Please accept this formal submission to your group of the current water rates proposal known as “87-13 with tiers.”

As you will see in the many points contained herein, we believe that this proposal developed with community input by Donna Lemongello and Matt Williams, gets as close as possible to what the various supporters of Yes On Measure P have advocated for.

At the end of this proposal you will find graphics that demonstrate in the Single Family Residential class and the Multi-Family Residential class that for virtually all users (high volume and low) the percentage proportion of water that is used is equal to the percentage proportion of revenue dollars that are paid. We believe that relationship is a very good approximation of the expressed desire by many of the Yes On Measure P supporters to see all Davis ratepayers paying the same dollar per ccf.

In the graph our preferred proposal is the green bar.  Two of the other alternatives (shown in yellow and red) have 40% fixed fees, which is well over three times higher than the amount referenced in John Munn’s Sunday OpEd in the Enterprise and the Vanguard, specifically, a “small fixed charge should be included for expenses, such as fire hydrants, providing benefits that are not proportional to water use.”

We believe this proposal honors both the spirit and intent of Measure P through the achievement of the following:

  • It has eliminated the 6-month weighting.  It does not shift the costs to summer irrigators.
  • As the attached graphics show, it means a 4 ccf per month user will see their current monthly bill go from $25.80 to $29.85 in 2018.  That is much much less than triple.
  • A 6 ccf per month user will go from a current value of $28.86 to $39.01 in 2018, again much less than triple.
  • The “typical” 11 ccf per month customer that Mark Siegler used in his analysis for Measure P will go from a current value of $36.51 to a 2018 value of $61.91, which is short of double.
  • 18 ccf per month is both the “average” Davis single family home water use volume, as well as the 75th percentile.  An 18 ccf per month user will see their current bill of $47.22 go to $93.97 in 2018, again not even double.  Graphs of all those users are attached, and Mark Siegler, whom I have copied on this e-mail in order to practice open, transparent communication, has the Excel files that Donna and I used to generate the rates from actual historical data.
  • In our proposal Single Family Residences use 55.6% of the water and pay 56.5% of the revenues.  Multi-Family Residences use 21.8% of the water and pay 19.7% of the revenues. Commercial/Industrial customers use 9.6% of the water and pay 8.9% of the revenues.  Irrigators use 13.0% of the water and pay 12.3% of the revenues.  The small differences are primarily due to the significant quantity (over 14,000) of Single Family accounts, which means they have incrementally more bills sent out each month and incrementally more iterations of Fire Readiness costs for the repair and pressurizing of hydrants.

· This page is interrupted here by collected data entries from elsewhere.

//! Record envelope and collection identity

use serde::de::DeserializeOwned;
use serde::{Deserialize, Serialize};
use serde_json::{Map, Value};
use std::fmt;
use std::str::FromStr;
use uuid::Uuid;

use crate::error::{Error, Result};

/// The named collections synchronized by the console.
///
/// Wire names are the camelCase keys the console stores under the shared
/// root (`meetingRooms`, `alerts`, ...).
#[derive(Debug, Clone, Copy, PartialEq, Eq, Hash, Serialize, Deserialize)]
#[serde(rename_all = "camelCase")]
pub enum CollectionKey {
    Alerts,
    MeetingRooms,
    Tasks,
    Hierarchy,
    News,
    Knowledge,
    Help,
    Attendance,
}

impl CollectionKey {
    /// Every collection the console synchronizes, in default registration order.
    pub const ALL: [Self; 8] = [
        Self::Alerts,
        Self::MeetingRooms,
        Self::Tasks,
        Self::Hierarchy,
        Self::News,
        Self::Knowledge,
        Self::Help,
        Self::Attendance,
    ];

    /// Stable wire name of this collection
    #[must_use]
    pub const fn as_str(self) -> &'static str {
        match self {
            Self::Alerts => "alerts",
            Self::MeetingRooms => "meetingRooms",
            Self::Tasks => "tasks",
            Self::Hierarchy => "hierarchy",
            Self::News => "news",
            Self::Knowledge => "knowledge",
            Self::Help => "help",
            Self::Attendance => "attendance",
        }
    }
}

impl fmt::Display for CollectionKey {
    fn fmt(&self, f: &mut fmt::Formatter<'_>) -> fmt::Result {
        f.write_str(self.as_str())
    }
}

impl FromStr for CollectionKey {
    type Err = Error;

    fn from_str(s: &str) -> Result<Self> {
        Self::ALL
            .into_iter()
            .find(|key| key.as_str().eq_ignore_ascii_case(s.trim()))
            .ok_or_else(|| Error::InvalidInput(format!("Unknown collection '{s}'")))
    }
}

/// A unique identifier for a record, using UUID v7 (time-sortable)
#[derive(Debug, Clone, Copy, PartialEq, Eq, Hash, Serialize, Deserialize)]
pub struct RecordId(Uuid);

impl RecordId {
    /// Create a new unique record ID using UUID v7
    #[must_use]
    pub fn new() -> Self {
        Self(Uuid::now_v7())
    }

    /// Get the string representation of this ID
    #[must_use]
    pub fn as_str(&self) -> String {
        self.0.to_string()
    }
}

impl Default for RecordId {
    fn default() -> Self {
        Self::new()
    }
}

impl fmt::Display for RecordId {
    fn fmt(&self, f: &mut fmt::Formatter<'_>) -> fmt::Result {
        write!(f, "{}", self.0)
    }
}

impl FromStr for RecordId {
    type Err = uuid::Error;

    fn from_str(s: &str) -> std::result::Result<Self, Self::Err> {
        Ok(Self(Uuid::parse_str(s)?))
    }
}

/// Identity of one running console instance, stamped into every snapshot it
/// writes so other instances (and the instance itself, for echo suppression)
/// can tell who produced a write.
#[derive(Debug, Clone, Copy, PartialEq, Eq, Hash, Serialize, Deserialize)]
pub struct SystemId(Uuid);

impl SystemId {
    /// Generate a fresh instance identity
    #[must_use]
    pub fn generate() -> Self {
        Self(Uuid::now_v7())
    }
}

impl fmt::Display for SystemId {
    fn fmt(&self, f: &mut fmt::Formatter<'_>) -> fmt::Result {
        write!(f, "{}", self.0)
    }
}

impl FromStr for SystemId {
    type Err = uuid::Error;

    fn from_str(s: &str) -> std::result::Result<Self, Self::Err> {
        Ok(Self(Uuid::parse_str(s)?))
    }
}

/// A record in a collection: the engine-owned envelope plus an opaque,
/// collection-specific payload.
///
/// The envelope carries identity and timestamps; everything else lives in
/// `fields` and is flattened into the same JSON object on the wire, so blobs
/// keep the shape the console UI reads and writes.
#[derive(Debug, Clone, PartialEq, Eq, Serialize, Deserialize)]
#[serde(rename_all = "camelCase")]
pub struct Record {
    /// Unique identifier within the collection
    pub id: RecordId,
    /// Creation timestamp
    pub created_at: chrono::DateTime<chrono::Utc>,
    /// Last update timestamp
    pub updated_at: chrono::DateTime<chrono::Utc>,
    /// Collection-specific payload, opaque to the sync engine
    #[serde(flatten)]
    pub fields: Map<String, Value>,
}

impl Record {
    /// Create a new record with the given payload fields
    #[must_use]
    pub fn new(fields: Map<String, Value>) -> Self {
        let now = chrono::Utc::now();
        Self {
            id: RecordId::new(),
            created_at: now,
            updated_at: now,
            fields,
        }
    }

    /// Create a new record from a typed payload view.
    ///
    /// Fails with `InvalidInput` when the view does not serialize to a JSON
    /// object.
    pub fn from_view<T: Serialize>(view: &T) -> Result<Self> {
        let mut record = Self::new(Map::new());
        record.write_view(view)?;
        Ok(record)
    }

    /// Look up a payload field by name
    #[must_use]
    pub fn field(&self, name: &str) -> Option<&Value> {
        self.fields.get(name)
    }

    /// Parse the payload into a typed view
    pub fn view<T: DeserializeOwned>(&self) -> Result<T> {
        Ok(serde_json::from_value(Value::Object(self.fields.clone()))?)
    }

    /// Serialize a typed view back into the payload.
    ///
    /// Known keys are overwritten; payload fields the view does not model are
    /// preserved, so a typed round-trip never drops foreign data.
    pub fn write_view<T: Serialize>(&mut self, view: &T) -> Result<()> {
        let Value::Object(fields) = serde_json::to_value(view)? else {
            return Err(Error::InvalidInput(
                "record payload must be a JSON object".to_string(),
            ));
        };
        self.fields.extend(fields);
        self.touch();
        Ok(())
    }

    /// Merge raw payload fields, overwriting existing keys
    pub fn merge_fields(&mut self, fields: Map<String, Value>) {
        self.fields.extend(fields);
        self.touch();
    }

    /// Bump the update timestamp
    pub fn touch(&mut self) {
        self.updated_at = chrono::Utc::now();
    }
}
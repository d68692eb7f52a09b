//! In-memory storage variant

use std::collections::HashMap;
use std::sync::{Mutex, PoisonError};

use async_trait::async_trait;
use chrono::Utc;

use crate::error::{Error, Result};
use crate::models::{CollectionKey, Record, SystemId};
use crate::storage::blob::StoredSnapshot;
use crate::storage::{Capabilities, Snapshot, SnapshotMeta, StorageAdapter};
use crate::util::monotonic_after;

/// In-process variant with the same version and timestamp discipline as the
/// directory stores. Used by tests, and as the degraded fallback when no
/// durable medium can be initialized.
pub struct MemoryStore {
    origin: SystemId,
    inner: Mutex<HashMap<CollectionKey, StoredSnapshot>>,
}

impl MemoryStore {
    /// Create an empty in-memory store
    #[must_use]
    pub fn new(origin: SystemId) -> Self {
        Self {
            origin,
            inner: Mutex::new(HashMap::new()),
        }
    }
}

#[async_trait]
impl StorageAdapter for MemoryStore {
    async fn read(&self, key: CollectionKey) -> Result<Option<Snapshot>> {
        let inner = self.inner.lock().unwrap_or_else(PoisonError::into_inner);
        Ok(inner.get(&key).map(|stored| Snapshot {
            collection: key,
            records: stored.records.clone(),
            timestamp: stored.timestamp,
            version: stored.version,
            origin: stored.origin,
        }))
    }

    async fn write(
        &self,
        key: CollectionKey,
        records: &[Record],
        base_version: u64,
    ) -> Result<SnapshotMeta> {
        let mut inner = self.inner.lock().unwrap_or_else(PoisonError::into_inner);

        let stored = inner.get(&key);
        let stored_version = stored.map_or(0, |snapshot| snapshot.version);
        if stored_version != base_version {
            return Err(Error::StaleSnapshot {
                collection: key.as_str().to_string(),
                base: base_version,
                stored: stored_version,
            });
        }

        let meta = SnapshotMeta {
            timestamp: monotonic_after(Utc::now(), stored.map(|snapshot| snapshot.timestamp)),
            version: base_version + 1,
        };
        inner.insert(
            key,
            StoredSnapshot {
                timestamp: meta.timestamp,
                version: meta.version,
                origin: self.origin,
                records: records.to_vec(),
            },
        );
        Ok(meta)
    }

    fn capabilities(&self) -> Capabilities {
        Capabilities {
            is_durable: false,
            is_shared: false,
        }
    }

    fn root_label(&self) -> String {
        "memory".to_string()
    }
}

#[cfg(test)]
mod tests {
    use super::*;

    #[tokio::test(flavor = "multi_thread")]
    async fn write_then_read_round_trips() {
        let store = MemoryStore::new(SystemId::generate());
        let records = vec![Record::new(serde_json::Map::new())];

        let meta = store.write(CollectionKey::Help, &records, 0).await.unwrap();
        assert_eq!(meta.version, 1);

        let snapshot = store.read(CollectionKey::Help).await.unwrap().unwrap();
        assert_eq!(snapshot.records, records);
        assert_eq!(snapshot.timestamp, meta.timestamp);
    }

    #[tokio::test(flavor = "multi_thread")]
    async fn stale_write_is_rejected() {
        let store = MemoryStore::new(SystemId::generate());
        store.write(CollectionKey::Help, &[], 0).await.unwrap();

        let error = store.write(CollectionKey::Help, &[], 0).await.unwrap_err();
        assert!(matches!(error, Error::StaleSnapshot { .. }));
    }
}
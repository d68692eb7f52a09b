//! Storage adapters over the shared medium
//!
//! One serialized snapshot blob per collection under the storage root. Two
//! durable variants share the blob codec: the shared-folder store (visible
//! across instances) and the per-user app-data store (single machine).
//! `probe` picks whichever can be initialized at startup; the in-memory
//! store backs tests and the degraded no-storage mode.

mod app_data;
mod blob;
mod memory;
mod shared_dir;

use std::path::Path;
use std::sync::Arc;

use async_trait::async_trait;
use chrono::{DateTime, Utc};

use crate::error::{Error, Result};
use crate::models::{CollectionKey, Record, SystemId};

pub use app_data::AppDataStore;
pub use memory::MemoryStore;
pub use shared_dir::SharedFolderStore;

/// What a storage variant can promise
#[derive(Debug, Clone, Copy, PartialEq, Eq)]
pub struct Capabilities {
    /// Survives process restart
    pub is_durable: bool,
    /// Visible to other console instances
    pub is_shared: bool,
}

/// A collection's persisted state as read from the medium
#[derive(Debug, Clone, PartialEq, Eq)]
pub struct Snapshot {
    /// Collection the snapshot belongs to
    pub collection: CollectionKey,
    /// Full record list, in stored order
    pub records: Vec<Record>,
    /// When the snapshot was written
    pub timestamp: DateTime<Utc>,
    /// Monotonic write counter for this collection
    pub version: u64,
    /// Instance that produced the write
    pub origin: SystemId,
}

/// Timestamp and version a successful write assigned
#[derive(Debug, Clone, Copy, PartialEq, Eq)]
pub struct SnapshotMeta {
    /// Assigned write timestamp, strictly after the previous one
    pub timestamp: DateTime<Utc>,
    /// Assigned version, previous stored version plus one
    pub version: u64,
}

/// Contract every storage variant implements
#[async_trait]
pub trait StorageAdapter: Send + Sync {
    /// Read the current snapshot for a collection, `None` when nothing has
    /// been written yet.
    async fn read(&self, key: CollectionKey) -> Result<Option<Snapshot>>;

    /// Persist a full record list for a collection.
    ///
    /// `base_version` is the version the caller's mutation was based on
    /// (0 for a collection it has never seen); a mismatch with the stored
    /// version fails with `StaleSnapshot` instead of silently overwriting.
    async fn write(
        &self,
        key: CollectionKey,
        records: &[Record],
        base_version: u64,
    ) -> Result<SnapshotMeta>;

    /// What this variant can promise
    fn capabilities(&self) -> Capabilities;

    /// Human-readable location of the medium, for status output
    fn root_label(&self) -> String;
}

/// Select a storage variant at startup.
///
/// Tries the shared folder when one is configured, then falls back to the
/// per-user app-data directory. `StorageUnavailable` when neither can be
/// initialized; callers then degrade to an in-memory store with collection
/// defaults and no cross-instance sync.
pub async fn probe(
    shared_root: Option<&Path>,
    origin: SystemId,
) -> Result<Arc<dyn StorageAdapter>> {
    if let Some(root) = shared_root {
        match SharedFolderStore::open(root, origin).await {
            Ok(store) => {
                tracing::info!("Using shared folder storage at {}", root.display());
                return Ok(Arc::new(store));
            }
            Err(error) => {
                tracing::warn!(
                    "Shared folder {} unavailable ({error}); falling back to app-data storage",
                    root.display()
                );
            }
        }
    }

    match AppDataStore::open(origin).await {
        Ok(store) => {
            tracing::info!(
                "Running single-instance with app-data storage at {}",
                store.root_label()
            );
            Ok(Arc::new(store))
        }
        Err(error @ Error::StorageUnavailable(_)) => Err(error),
        Err(error) => Err(Error::StorageUnavailable(error.to_string())),
    }
}

#[cfg(test)]
mod tests {
    use super::*;
    use tempfile::tempdir;

    #[tokio::test(flavor = "multi_thread")]
    async fn probe_prefers_shared_folder() {
        let dir = tempdir().unwrap();
        let store = probe(Some(dir.path()), SystemId::generate())
            .await
            .unwrap();
        assert!(store.capabilities().is_shared);
        assert_eq!(store.root_label(), dir.path().display().to_string());
    }

    #[tokio::test(flavor = "multi_thread")]
    async fn probe_falls_back_when_shared_root_is_not_a_directory() {
        let dir = tempdir().unwrap();
        let file_path = dir.path().join("not-a-dir");
        std::fs::write(&file_path, b"x").unwrap();

        // create_dir_all under a regular file fails, so probing falls through
        // to the app-data variant.
        let store = probe(Some(&file_path), SystemId::generate()).await;
        if let Ok(store) = store {
            assert!(!store.capabilities().is_shared);
        }
    }
}
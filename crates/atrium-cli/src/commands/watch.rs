use atrium_core::PollConfig;
use tokio::signal;
use tokio::sync::broadcast::error::RecvError;
use tracing::warn;

use crate::commands::common::{format_timestamp, open_console};
use crate::error::CliError;

/// Poll the shared medium and print every applied change until interrupted.
pub async fn run_watch(config: &PollConfig) -> Result<(), CliError> {
    let engine = open_console(config).await?;
    let mut events = engine.service().subscribe();
    let poller = engine.start();

    let status = engine.status();
    println!(
        "Watching {} every {} ms (press Ctrl-C to stop)",
        status.shared_path, status.poll_interval_ms
    );

    loop {
        tokio::select! {
            _ = signal::ctrl_c() => break,
            event = events.recv() => match event {
                Ok(event) => println!(
                    "{}  {} changed",
                    format_timestamp(event.timestamp),
                    event.collection
                ),
                Err(RecvError::Lagged(missed)) => warn!("Dropped {missed} change events"),
                Err(RecvError::Closed) => break,
            },
        }
    }

    poller.stop();
    println!("Stopped");
    Ok(())
}
use std::io;

use thiserror::Error;

#[derive(Debug, Error)]
pub enum CliError {
    #[error(transparent)]
    Core(#[from] atrium_core::Error),
    #[error(transparent)]
    Io(#[from] io::Error),
    #[error(transparent)]
    Serialization(#[from] serde_json::Error),
    #[error("Record ID cannot be empty")]
    EmptyRecordId,
    #[error("Alert title cannot be empty")]
    EmptyAlertTitle,
    #[error("No alert message provided")]
    EmptyAlertMessage,
    #[error("Record payload must be a JSON object")]
    PayloadNotAnObject,
    #[error("Record not found for id/prefix: {0}")]
    RecordNotFound(String),
    #[error("{0}")]
    AmbiguousRecordId(String),
}
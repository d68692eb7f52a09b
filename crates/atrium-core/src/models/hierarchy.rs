//! Organizational hierarchy model

use serde::{Deserialize, Serialize};

/// One reporting edge in the org chart: `employee_id` reports to `reports_to`.
///
/// The edge set is kept single-manager and acyclic by the data service; the
/// model itself is just the wire shape.
#[derive(Debug, Clone, PartialEq, Eq, Serialize, Deserialize)]
#[serde(rename_all = "camelCase")]
pub struct HierarchyEdge {
    /// Employee on the reporting side of the edge
    pub employee_id: String,
    /// The employee's manager
    pub reports_to: String,
}

impl HierarchyEdge {
    /// Create a reporting edge
    #[must_use]
    pub fn new(employee_id: impl Into<String>, reports_to: impl Into<String>) -> Self {
        Self {
            employee_id: employee_id.into(),
            reports_to: reports_to.into(),
        }
    }
}
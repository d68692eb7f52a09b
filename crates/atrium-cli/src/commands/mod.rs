pub mod alerts;
pub mod common;
pub mod completions;
pub mod org;
pub mod records;
pub mod rooms;
pub mod status;
pub mod sync;
pub mod watch;
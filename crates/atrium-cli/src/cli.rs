use std::path::PathBuf;

use clap::{Parser, Subcommand, ValueEnum};

#[derive(Parser)]
#[command(name = "atrium")]
#[command(about = "Operate the shared-state employee console from the terminal")]
#[command(version)]
pub struct Cli {
    #[command(subcommand)]
    pub command: Option<Commands>,

    /// Shared folder used as the sync rendezvous point
    #[arg(long, global = true, value_name = "PATH")]
    pub shared_root: Option<PathBuf>,

    /// Seconds between poll passes
    #[arg(long, global = true, value_name = "SECONDS", default_value = "5")]
    pub poll_interval: u64,
}

#[derive(Subcommand)]
pub enum Commands {
    /// Show storage, polling, and collection status
    Status {
        /// Output as JSON
        #[arg(long)]
        json: bool,
    },
    /// Pull remote changes from the shared medium once
    #[command(alias = "refresh")]
    Sync,
    /// Poll continuously and print every change applied
    Watch,
    /// Meeting room occupancy and booking
    Rooms {
        #[command(subcommand)]
        command: RoomCommands,
    },
    /// Console-wide alert banners
    Alerts {
        #[command(subcommand)]
        command: AlertCommands,
    },
    /// Reporting lines between employees
    Org {
        #[command(subcommand)]
        command: OrgCommands,
    },
    /// Raw records in any synchronized collection
    Records {
        #[command(subcommand)]
        command: RecordCommands,
    },
    /// Generate shell completion scripts
    Completions {
        /// Target shell
        #[arg(value_enum)]
        shell: CompletionShell,
        /// Optional output path (stdout when omitted)
        #[arg(short, long, value_name = "PATH")]
        output: Option<PathBuf>,
    },
}

#[derive(Subcommand)]
pub enum RoomCommands {
    /// List rooms with their current occupancy
    List {
        /// Output as JSON
        #[arg(long)]
        json: bool,
    },
    /// Seed the default meeting rooms
    Init,
    /// Book a room starting now
    Book {
        /// Room identifier (e.g. conference-a)
        room: String,
        /// Employee holding the booking
        #[arg(short, long, value_name = "NAME")]
        employee: String,
        /// Booking length in minutes
        #[arg(short, long, default_value = "30")]
        minutes: i64,
    },
    /// Cancel a room's active booking
    Cancel {
        /// Room identifier (e.g. conference-a)
        room: String,
    },
}

#[derive(Subcommand)]
pub enum AlertCommands {
    /// List alerts currently shown on the console
    List {
        /// Include closed and expired alerts
        #[arg(long)]
        all: bool,
        /// Output as JSON
        #[arg(long)]
        json: bool,
    },
    /// Post a new alert
    Post {
        /// Alert headline
        title: String,
        /// Alert body
        message: Vec<String>,
        /// Minutes until the alert expires (never when omitted)
        #[arg(long, value_name = "MINUTES")]
        expires_in: Option<i64>,
    },
    /// Close an alert
    Close {
        /// Alert record ID or unique ID prefix
        id: String,
    },
}

#[derive(Subcommand)]
pub enum OrgCommands {
    /// Record who an employee reports to
    Set {
        /// Employee name
        employee: String,
        /// Manager the employee reports to
        manager: String,
    },
    /// Remove an employee's reporting line
    Remove {
        /// Employee name
        employee: String,
    },
    /// List all reporting lines
    List {
        /// Output as JSON
        #[arg(long)]
        json: bool,
    },
    /// Print the reporting hierarchy as an indented tree
    Tree,
    /// Show the chain of managers above an employee
    Chain {
        /// Employee name
        employee: String,
    },
    /// List everyone reporting directly to a manager
    Reports {
        /// Manager name
        manager: String,
    },
}

#[derive(Subcommand)]
pub enum RecordCommands {
    /// List the records of a collection
    List {
        /// Collection name (e.g. tasks, news, meetingRooms)
        collection: String,
        /// Output as JSON
        #[arg(long)]
        json: bool,
    },
    /// Add a record to a collection
    Add {
        /// Collection name (e.g. tasks, news)
        collection: String,
        /// Record payload as a JSON object
        fields: String,
    },
    /// Remove a record from a collection
    Remove {
        /// Collection name (e.g. tasks, news)
        collection: String,
        /// Record ID or unique ID prefix
        id: String,
    },
}

#[derive(Clone, Copy, Debug, Eq, PartialEq, ValueEnum)]
pub enum CompletionShell {
    Bash,
    Zsh,
    Fish,
}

Mark can confirm that the above has eliminated the cross class disparities as much is possible.
  • The bill that consumers receive each month under our proposal will be familiar, simple and easy to understand.  It will have two parts just like the bills today do, and it will only include charges for the current period’s water usage.
  • Finally, to ensure that we get the lowest possible interest rates in any debt/borrowing, we have included Revenue Stabilization Reserve Fund provisions so that the Bond Rating agencies and lenders will see demonstrable revenue resiliency and sustainability … and most of all virtually no risk to the lender.  The rates contain the funds needed to self-fund this Reserve Fund.  The provisions of the Reserve Fund are going through due diligence steps as we speak, and those due diligence steps will be completed prior to Tuesday’s Council meeting.
  • There is a good argument that Revenue Stabilization Reserve Fund provisions should be included in any rate that Davis adopts. Mother Nature doesn’t modulate her drought effects on the basis of what water rate structure a city has put in place. All rate structures are subject to the revenue erosion risks associated with drought. 60-40 isn’t a magic bullet. It too is vulnerable. If having a reserve fund and Stage 3 and Stage 4 surcharge provisions allows Davis to get lower interest rates, then all the ratepayers benefit from the lower borrowing costs. It is really a very simple mathematics problem … one that should be central to Davis’ presentation to bond rating agencies like Standard and Poors.
  • This proposal honors the Yes On Measure P statement that “it is up to the City to come up with fair rates” and in sharing them with you and others, prior to any adoption steps, a democratic community dialogue is underway.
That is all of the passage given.